Il Presidente del Consiglio, Giorgia Meloni, insieme a Ursula von der Leyen, Presidente della Commissione europea, e Mark Rutte, Primo Ministro del Regno dei Paesi Bassi, incontra il Presidente della Repubblica Tunisina, Kais Saied. (Fonte: Palazzo Chigi)
Il Presidente del Consiglio, Giorgia Meloni, insieme a Ursula von der Leyen, Presidente della Commissione europea, e Mark Rutte, Primo Ministro del Regno dei Paesi Bassi, incontra il Presidente della Repubblica Tunisina, Kais Saied. (Fonte: Palazzo Chigi)

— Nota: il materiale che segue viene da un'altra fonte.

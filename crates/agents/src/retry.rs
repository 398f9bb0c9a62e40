//! Bounded retry with exponential backoff around the execution engine.
//!
//! Rate-limit failures are retried; every other failure is permanent. Neither
//! kind ever reaches the user verbatim: the caller always ends with a reply,
//! either the engine's or one of the fixed fallbacks below.

use std::{
    sync::Arc,
    time::{Duration, Instant},
};

use tracing::{error, info, warn};

use crate::{
    error::{Error, ExecutionError, Result},
    model::{AgentExecutor, ChatMessage},
    variant::AgentVariant,
};

/// Reply after retries are exhausted under rate limiting.
pub const HIGH_DEMAND_FALLBACK: &str =
    "We're experiencing high demand right now. Please try again in a few minutes.";

/// Reply after a permanent engine failure.
pub const PERMANENT_FAILURE_FALLBACK: &str =
    "I apologize, but I encountered an error. Please try again later.";

pub const DEFAULT_MAX_ATTEMPTS: u32 = 5;
pub const DEFAULT_INITIAL_DELAY: Duration = Duration::from_secs(2);

#[derive(Debug, Clone, Copy, PartialEq, Eq)]
pub struct RetryPolicy {
    /// Total engine calls, including the first.
    pub max_attempts: u32,
    /// Sleep before the second call; doubles before each later one.
    pub initial_delay: Duration,
}

impl Default for RetryPolicy {
    fn default() -> Self {
        Self {
            max_attempts: DEFAULT_MAX_ATTEMPTS,
            initial_delay: DEFAULT_INITIAL_DELAY,
        }
    }
}

impl RetryPolicy {
    pub fn new(max_attempts: u32, initial_delay: Duration) -> Self {
        Self {
            max_attempts: max_attempts.max(1),
            initial_delay,
        }
    }

    /// Delay after `previous`: the initial delay first, then doubling.
    #[must_use]
    pub fn next_delay(&self, previous: Option<Duration>) -> Duration {
        previous
            .map(|d| d.checked_mul(2).unwrap_or(Duration::MAX))
            .unwrap_or(self.initial_delay)
    }
}

#[derive(Debug, Clone, Copy, PartialEq, Eq)]
pub enum Outcome {
    Success,
    /// Every attempt was rate limited.
    Exhausted,
    /// A non-retryable failure (auth, transport, empty reply).
    Permanent,
}

/// Observable result of one [`BackoffCaller::invoke_detailed`] call.
#[derive(Debug, Clone)]
pub struct Invocation {
    pub reply: String,
    pub outcome: Outcome,
    pub attempts: u32,
    pub delays: Vec<Duration>,
}

#[derive(Clone)]
pub struct BackoffCaller {
    executor: Arc<dyn AgentExecutor>,
    policy: RetryPolicy,
}

impl BackoffCaller {
    pub fn new(executor: Arc<dyn AgentExecutor>, policy: RetryPolicy) -> Self {
        Self {
            executor,
            policy: RetryPolicy::new(policy.max_attempts, policy.initial_delay),
        }
    }

    #[must_use]
    pub fn policy(&self) -> RetryPolicy {
        self.policy
    }

    /// Run `variant` on `messages`, returning the reply or a fixed fallback.
    ///
    /// Fails only when the variant name or the message list is empty.
    pub async fn invoke(&self, variant: &AgentVariant, messages: &[ChatMessage]) -> Result<String> {
        self.invoke_detailed(variant, messages)
            .await
            .map(|inv| inv.reply)
    }

    pub async fn invoke_detailed(
        &self,
        variant: &AgentVariant,
        messages: &[ChatMessage],
    ) -> Result<Invocation> {
        if variant.name.trim().is_empty() {
            return Err(Error::invalid_invocation("variant name is empty"));
        }
        if messages.is_empty() {
            return Err(Error::invalid_invocation("no messages to send"));
        }

        let mut delays = Vec::new();
        let mut backoff: Option<Duration> = None;
        let mut attempt: u32 = 0;

        loop {
            attempt += 1;
            let started = Instant::now();
            let result = self.executor.run(variant, messages).await;
            let latency_ms = started.elapsed().as_millis() as u64;

            let err = match result {
                Ok(reply) if !reply.trim().is_empty() => {
                    info!(
                        variant = %variant.name,
                        executor = self.executor.id(),
                        attempt,
                        latency_ms,
                        reply_len = reply.len(),
                        "agent call succeeded"
                    );
                    return Ok(Invocation {
                        reply,
                        outcome: Outcome::Success,
                        attempts: attempt,
                        delays,
                    });
                },
                Ok(_) => ExecutionError::transport("engine returned an empty reply"),
                Err(e) => e,
            };

            if !err.is_rate_limited() {
                error!(
                    variant = %variant.name,
                    executor = self.executor.id(),
                    attempt,
                    latency_ms,
                    error = %err,
                    "agent call failed permanently"
                );
                return Ok(Invocation {
                    reply: PERMANENT_FAILURE_FALLBACK.to_string(),
                    outcome: Outcome::Permanent,
                    attempts: attempt,
                    delays,
                });
            }

            if attempt >= self.policy.max_attempts {
                warn!(
                    variant = %variant.name,
                    executor = self.executor.id(),
                    attempt,
                    latency_ms,
                    error = %err,
                    "rate limit retries exhausted"
                );
                return Ok(Invocation {
                    reply: HIGH_DEMAND_FALLBACK.to_string(),
                    outcome: Outcome::Exhausted,
                    attempts: attempt,
                    delays,
                });
            }

            let delay = self.policy.next_delay(backoff);
            backoff = Some(delay);
            warn!(
                variant = %variant.name,
                executor = self.executor.id(),
                attempt,
                latency_ms,
                delay_ms = delay.as_millis() as u64,
                error = %err,
                "rate limited, retrying after delay"
            );
            tokio::time::sleep(delay).await;
            delays.push(delay);
        }
    }
}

Si ripete quindi lo stesso scenario di sei anni fa: se con questo accordo vedremo diminuire più o meno sensibilmente gli sbarchi, le violazioni dei diritti umani cresceranno in proporzione. Il Libia ci sono dei veri e propri lager, in Tunisia invece Saied ha scelto la strada della deportazione. Secondo alcune testimonianze, nelle scorse settimane circa settecento migranti provenienti dall’Africa subsahariana sarebbero stati trasferiti con la forza dalle autorità tunisine nell’area sud-orientale del Paese, ovvero nel deserto. Uomini, donne e bambini abbandonati in mezzo al nulla, sotto il sole, senza né cibo e né acqua, a chilometri e chilometri di distanza dalla città. Per Saied questi migranti sarebbero parte di un complotto per la sostituzione etnica in Tunisia, un discorso analogo a quelli dell’estrema destra europea. Adesso che è legittimato dall’accordo con l’Ue e con l’Italia, il presidente tunisino potrà ricorrere sistematicamente a questi metodi. Nel silenzio dei media occidentali.